I have hugely enjoyed bonding with her and she has come to feel like a daughter to me. I worry about her immensely when she goes home. She talks to me about everything. The first thing she does when her dad picks her up is ring me to see if she can hang out with us. Our house has become like home to her. If there are issues at school she rings me not her mother to help her out. She talks often about coming to live with us full time and although I am not completely opposed to this there are many things that cause me anxiety about the whole thing.

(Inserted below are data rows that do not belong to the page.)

/// Names of the streams and group backing one queue.
#[derive(Debug, Clone)]
pub struct StreamTopology {
    pub stream: String,
    pub group: String,
    pub consumer: String,
    pub dead_letter_stream: String,
    /// How long a `receive` blocks waiting for new entries.
    pub block: Duration,
    /// Idle time after which any consumer's unacknowledged entry may be claimed.
    pub claim_min_idle: Duration,
}

/// Where this consumer is in replaying and claiming pending entries.
struct ClaimState {
    /// Last own pending id handed out during startup replay; `None` once done.
    pending_cursor: Option<String>,
    /// `XAUTOCLAIM` scan position; "0-0" starts a new pass.
    autoclaim_cursor: String,
    /// End of the last complete claim pass.
    last_sweep: Option<Instant>,
    /// Ids handed out by `receive` and not yet settled.
    in_flight: HashSet<String>,
}

impl Default for ClaimState {
    fn default() -> Self {
        Self {
            pending_cursor: Some("0".to_string()),
            autoclaim_cursor: "0-0".to_string(),
            last_sweep: None,
            in_flight: HashSet::new(),
        }
    }
}

/// Redis Streams implementation of [`MessageQueue`].
///
/// Use a dedicated `ConnectionManager`: a blocking `XREADGROUP` holds the
/// multiplexed connection for up to `block`.
pub struct RedisStreamQueue {
    redis: ConnectionManager,
    topology: StreamTopology,
    claims: Mutex<ClaimState>,
}

impl RedisStreamQueue {
    pub fn new(redis: ConnectionManager, topology: StreamTopology) -> Self {
        Self {
            redis,
            topology,
            claims: Mutex::new(ClaimState::default()),
        }
    }

    pub fn topology(&self) -> &StreamTopology {
        &self.topology
    }

    fn collect(reply: Option<StreamReadReply>) -> Vec<QueueMessage> {
        let Some(reply) = reply else {
            return Vec::new();
        };
        reply
            .keys
            .into_iter()
            .flat_map(|key| key.ids)
            .map(|entry| QueueMessage {
                payload: entry.get::<String>(PAYLOAD_FIELD).unwrap_or_default(),
                id: entry.id,
            })
            .collect()
    }

    /// Next slice of our own pending list, past the replay cursor.
    async fn replay_pending(
        &self,
        claims: &mut ClaimState,
        max: usize,
    ) -> Result<Vec<QueueMessage>, AppError> {
        let Some(cursor) = claims.pending_cursor.clone() else {
            return Ok(Vec::new());
        };
        let mut redis = self.redis.clone();
        let t = &self.topology;
        let opts = StreamReadOptions::default()
            .group(&t.group, &t.consumer)
            .count(max);
        let reply: Option<StreamReadReply> = redis
            .xread_options(&[&t.stream], &[cursor.as_str()], &opts)
            .await?;
        let pending = Self::collect(reply);
        match pending.last() {
            Some(last) => {
                claims.pending_cursor = Some(last.id.clone());
                tracing::info!(count = pending.len(), "Resuming unacknowledged intake messages");
            }
            None => claims.pending_cursor = None,
        }
        Ok(pending)
    }

    /// Take over entries another consumer left idle. At most one full pass
    /// over the pending list per `claim_min_idle`.
    async fn claim_idle(
        &self,
        claims: &mut ClaimState,
        max: usize,
    ) -> Result<Vec<QueueMessage>, AppError> {
        let t = &self.topology;
        if let Some(last) = claims.last_sweep
            && last.elapsed() < t.claim_min_idle
        {
            return Ok(Vec::new());
        }

        let mut redis = self.redis.clone();
        let reply: redis::Value = redis::cmd("XAUTOCLAIM")
            .arg(&t.stream)
            .arg(&t.group)
            .arg(&t.consumer)
            .arg(t.claim_min_idle.as_millis() as u64)
            .arg(&claims.autoclaim_cursor)
            .arg("COUNT")
            .arg(max)
            .query_async(&mut redis)
            .await?;
        let (next, claimed) = parse_autoclaim(&reply)?;

        if next == "0-0" {
            claims.last_sweep = Some(Instant::now());
        }
        claims.autoclaim_cursor = next;

        let claimed: Vec<QueueMessage> = claimed
            .into_iter()
            .filter(|m| !claims.in_flight.contains(&m.id))
            .collect();
        if !claimed.is_empty() {
            tracing::warn!(
                count = claimed.len(),
                consumer = %t.consumer,
                "Claimed idle intake messages from another consumer"
            );
        }
        Ok(claimed)
    }

    async fn settled(&self, id: &str) {
        self.claims.lock().await.in_flight.remove(id);
    }
}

Firstly - her behaviour is really not good (she is aggressive with people in the street), loudly racist, spits in the street, back chats any grown up. She steals anything that isn't nailed down. Her hygiene is appalling regardless of how many 'chats' we have about cleaning her teeth and showering every day. She often smells of BO or urine . She wears the same clothes every day, we have a lot of trouble getting them in the wash. Her coat has never been washed and is filthy - for some reason she will not let us wash it or mend the rips. She wears this coat in all weathers and does not like taking it off at all, even in a heat wave. (Any tips on tackling this without shaming?). She is very manipulative and lies like a cheap watch. I really struggle to work out lies from truth. She manipulates my mother into buying her expensive things - these things disappear once she gets home. She refuses to say please or thank you for anything. If I give her anything she always wants a little bit more (receives gifts or money ungratefully). We have tried using usual parenting techniques to instill good behaviour but nothing seems to get through to her. If anything she does it more when she is pulled up on it. I cannot take her into shops because she steals, or she ruins stock. For example she grabbed a brush, ran it through her hair and threw it back on the shelf! She refused to pay for it with her own money. I tell her off which leads to her doing it again and again (kind of "you can't tell me what to do"). She often nags for the most expensive thing in the shop and will have a tantrum when we say 'no'.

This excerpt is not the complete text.